§ **PROBLEM DESCRIPTION**
Scan the listing and copy each line where the word "renamed" is present.

§ **THE INPUT**
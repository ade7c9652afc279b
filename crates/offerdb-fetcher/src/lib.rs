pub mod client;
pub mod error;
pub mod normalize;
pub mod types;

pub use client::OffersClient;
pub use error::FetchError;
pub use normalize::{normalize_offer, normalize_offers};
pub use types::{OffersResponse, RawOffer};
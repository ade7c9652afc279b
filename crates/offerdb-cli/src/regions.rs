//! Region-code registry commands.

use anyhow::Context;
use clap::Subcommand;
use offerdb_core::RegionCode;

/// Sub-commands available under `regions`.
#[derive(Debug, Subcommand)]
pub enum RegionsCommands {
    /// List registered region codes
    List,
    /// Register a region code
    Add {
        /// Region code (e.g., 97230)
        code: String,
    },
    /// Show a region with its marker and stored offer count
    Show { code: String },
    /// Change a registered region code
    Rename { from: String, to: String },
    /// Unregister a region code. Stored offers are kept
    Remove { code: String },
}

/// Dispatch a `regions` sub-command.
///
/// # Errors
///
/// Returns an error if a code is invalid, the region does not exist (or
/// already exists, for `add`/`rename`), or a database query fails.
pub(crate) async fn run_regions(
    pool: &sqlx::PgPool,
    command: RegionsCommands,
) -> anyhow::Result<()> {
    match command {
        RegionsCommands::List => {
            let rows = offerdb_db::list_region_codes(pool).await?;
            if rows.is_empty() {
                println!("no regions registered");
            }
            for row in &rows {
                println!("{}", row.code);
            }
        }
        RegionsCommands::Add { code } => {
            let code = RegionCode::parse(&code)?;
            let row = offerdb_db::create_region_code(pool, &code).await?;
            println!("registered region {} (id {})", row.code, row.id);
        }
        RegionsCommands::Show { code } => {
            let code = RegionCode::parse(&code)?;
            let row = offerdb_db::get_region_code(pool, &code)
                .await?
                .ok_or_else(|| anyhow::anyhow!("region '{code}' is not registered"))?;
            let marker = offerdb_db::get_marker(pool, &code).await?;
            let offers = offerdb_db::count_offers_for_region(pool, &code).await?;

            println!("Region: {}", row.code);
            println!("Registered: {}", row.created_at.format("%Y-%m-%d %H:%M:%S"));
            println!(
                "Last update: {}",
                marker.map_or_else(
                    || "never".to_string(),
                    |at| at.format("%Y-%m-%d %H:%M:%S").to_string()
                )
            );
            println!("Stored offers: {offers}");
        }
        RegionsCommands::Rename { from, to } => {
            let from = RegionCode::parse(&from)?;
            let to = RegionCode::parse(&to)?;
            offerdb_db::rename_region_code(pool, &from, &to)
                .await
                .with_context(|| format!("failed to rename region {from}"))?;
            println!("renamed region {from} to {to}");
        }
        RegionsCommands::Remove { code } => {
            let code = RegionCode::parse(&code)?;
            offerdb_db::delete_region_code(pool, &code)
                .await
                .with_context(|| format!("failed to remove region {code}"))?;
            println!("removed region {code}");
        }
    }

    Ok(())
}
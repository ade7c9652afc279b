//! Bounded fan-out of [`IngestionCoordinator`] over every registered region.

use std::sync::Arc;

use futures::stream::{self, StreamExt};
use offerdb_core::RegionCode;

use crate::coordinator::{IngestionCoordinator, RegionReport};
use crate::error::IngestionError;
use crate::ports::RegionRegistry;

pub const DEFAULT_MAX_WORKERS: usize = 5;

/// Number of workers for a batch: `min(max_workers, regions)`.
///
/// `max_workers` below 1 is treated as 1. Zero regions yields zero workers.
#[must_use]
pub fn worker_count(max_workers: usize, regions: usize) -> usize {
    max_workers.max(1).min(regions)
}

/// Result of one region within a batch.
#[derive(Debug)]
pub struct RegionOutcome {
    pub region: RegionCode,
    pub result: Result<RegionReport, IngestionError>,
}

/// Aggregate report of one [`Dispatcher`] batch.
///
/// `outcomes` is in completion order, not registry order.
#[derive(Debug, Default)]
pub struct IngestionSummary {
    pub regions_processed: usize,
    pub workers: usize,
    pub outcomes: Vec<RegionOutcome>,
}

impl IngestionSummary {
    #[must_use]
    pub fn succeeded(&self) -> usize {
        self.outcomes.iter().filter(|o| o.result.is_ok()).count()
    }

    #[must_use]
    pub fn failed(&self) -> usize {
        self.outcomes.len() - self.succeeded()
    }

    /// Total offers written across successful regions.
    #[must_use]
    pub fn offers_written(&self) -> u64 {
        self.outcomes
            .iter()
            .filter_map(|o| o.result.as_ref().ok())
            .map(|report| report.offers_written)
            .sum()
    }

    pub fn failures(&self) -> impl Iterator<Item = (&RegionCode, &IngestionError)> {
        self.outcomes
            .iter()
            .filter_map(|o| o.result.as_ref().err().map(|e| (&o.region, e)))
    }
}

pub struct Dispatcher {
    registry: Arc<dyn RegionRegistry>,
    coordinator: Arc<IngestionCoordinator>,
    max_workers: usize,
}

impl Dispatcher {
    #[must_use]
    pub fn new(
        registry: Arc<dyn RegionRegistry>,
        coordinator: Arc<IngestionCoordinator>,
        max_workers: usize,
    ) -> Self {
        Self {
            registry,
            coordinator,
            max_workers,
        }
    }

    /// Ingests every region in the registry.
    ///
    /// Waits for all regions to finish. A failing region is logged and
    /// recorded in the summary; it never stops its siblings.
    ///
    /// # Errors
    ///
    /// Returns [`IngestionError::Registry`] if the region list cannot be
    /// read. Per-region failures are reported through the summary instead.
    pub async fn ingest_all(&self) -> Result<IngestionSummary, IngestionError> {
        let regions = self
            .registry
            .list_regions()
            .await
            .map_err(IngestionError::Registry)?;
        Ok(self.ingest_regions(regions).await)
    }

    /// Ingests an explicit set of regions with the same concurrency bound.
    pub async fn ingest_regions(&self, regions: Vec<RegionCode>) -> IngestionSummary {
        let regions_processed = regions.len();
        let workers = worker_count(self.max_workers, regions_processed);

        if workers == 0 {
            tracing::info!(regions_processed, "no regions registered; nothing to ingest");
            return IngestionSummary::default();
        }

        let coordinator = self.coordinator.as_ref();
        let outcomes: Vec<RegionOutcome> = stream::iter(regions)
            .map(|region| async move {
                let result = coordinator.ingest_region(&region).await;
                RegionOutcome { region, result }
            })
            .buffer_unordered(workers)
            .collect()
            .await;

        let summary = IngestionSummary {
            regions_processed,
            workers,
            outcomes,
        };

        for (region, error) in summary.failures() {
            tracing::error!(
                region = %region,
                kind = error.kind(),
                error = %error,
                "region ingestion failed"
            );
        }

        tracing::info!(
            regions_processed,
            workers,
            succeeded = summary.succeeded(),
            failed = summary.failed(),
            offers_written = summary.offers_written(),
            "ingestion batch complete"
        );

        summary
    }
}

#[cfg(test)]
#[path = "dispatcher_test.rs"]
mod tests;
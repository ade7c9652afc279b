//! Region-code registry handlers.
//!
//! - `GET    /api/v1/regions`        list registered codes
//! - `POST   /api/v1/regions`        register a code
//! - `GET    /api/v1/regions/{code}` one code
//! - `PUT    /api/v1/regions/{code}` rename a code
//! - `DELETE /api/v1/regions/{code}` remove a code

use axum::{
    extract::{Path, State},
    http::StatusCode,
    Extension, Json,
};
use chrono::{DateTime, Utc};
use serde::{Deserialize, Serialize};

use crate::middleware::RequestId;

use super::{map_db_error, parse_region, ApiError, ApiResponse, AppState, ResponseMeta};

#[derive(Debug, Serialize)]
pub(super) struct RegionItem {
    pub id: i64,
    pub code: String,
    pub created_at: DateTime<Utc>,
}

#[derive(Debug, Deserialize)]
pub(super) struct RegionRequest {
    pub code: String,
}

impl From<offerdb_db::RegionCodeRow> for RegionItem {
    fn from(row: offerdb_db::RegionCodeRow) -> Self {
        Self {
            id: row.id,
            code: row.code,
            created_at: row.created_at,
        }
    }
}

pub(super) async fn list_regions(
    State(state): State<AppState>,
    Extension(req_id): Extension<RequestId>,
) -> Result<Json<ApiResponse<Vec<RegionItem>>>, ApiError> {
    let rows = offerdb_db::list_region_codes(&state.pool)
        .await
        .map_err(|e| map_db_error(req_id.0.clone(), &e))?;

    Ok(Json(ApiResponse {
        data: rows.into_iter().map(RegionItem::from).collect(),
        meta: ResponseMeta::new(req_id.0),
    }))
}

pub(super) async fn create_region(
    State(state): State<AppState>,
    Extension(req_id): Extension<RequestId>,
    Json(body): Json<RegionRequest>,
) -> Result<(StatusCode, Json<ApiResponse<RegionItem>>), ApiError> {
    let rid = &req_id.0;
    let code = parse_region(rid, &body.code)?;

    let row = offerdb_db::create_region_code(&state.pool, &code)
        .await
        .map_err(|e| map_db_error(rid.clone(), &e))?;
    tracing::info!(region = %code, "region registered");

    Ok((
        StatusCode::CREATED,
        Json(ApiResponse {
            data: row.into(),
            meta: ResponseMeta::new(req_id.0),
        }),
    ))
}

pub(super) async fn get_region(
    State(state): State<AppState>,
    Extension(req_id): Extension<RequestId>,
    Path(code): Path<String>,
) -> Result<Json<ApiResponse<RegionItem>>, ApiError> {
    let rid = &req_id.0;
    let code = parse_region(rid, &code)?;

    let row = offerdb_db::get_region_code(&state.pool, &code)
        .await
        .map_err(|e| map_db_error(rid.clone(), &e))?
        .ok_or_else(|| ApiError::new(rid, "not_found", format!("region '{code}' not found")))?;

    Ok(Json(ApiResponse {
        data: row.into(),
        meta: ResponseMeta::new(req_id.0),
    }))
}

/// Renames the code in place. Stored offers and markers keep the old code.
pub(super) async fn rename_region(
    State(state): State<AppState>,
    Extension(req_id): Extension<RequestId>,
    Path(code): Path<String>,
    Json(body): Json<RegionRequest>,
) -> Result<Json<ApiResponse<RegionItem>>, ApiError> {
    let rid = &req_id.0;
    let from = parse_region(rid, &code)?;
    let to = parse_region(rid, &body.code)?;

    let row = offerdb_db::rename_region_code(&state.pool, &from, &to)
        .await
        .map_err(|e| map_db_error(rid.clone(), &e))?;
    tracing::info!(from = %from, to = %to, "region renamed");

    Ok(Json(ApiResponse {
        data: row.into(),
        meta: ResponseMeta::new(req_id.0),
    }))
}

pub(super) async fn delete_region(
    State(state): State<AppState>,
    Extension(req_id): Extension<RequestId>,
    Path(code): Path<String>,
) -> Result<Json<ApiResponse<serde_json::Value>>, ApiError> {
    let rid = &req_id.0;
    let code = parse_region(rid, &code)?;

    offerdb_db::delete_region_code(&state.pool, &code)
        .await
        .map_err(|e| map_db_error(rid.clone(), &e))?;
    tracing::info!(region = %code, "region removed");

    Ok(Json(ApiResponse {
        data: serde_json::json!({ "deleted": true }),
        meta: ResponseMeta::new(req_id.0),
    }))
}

§ **ANSWER FOR THIS EXERCISE**
            println!("renamed region {from} to {to}");
    tracing::info!(from = %from, to = %to, "region renamed");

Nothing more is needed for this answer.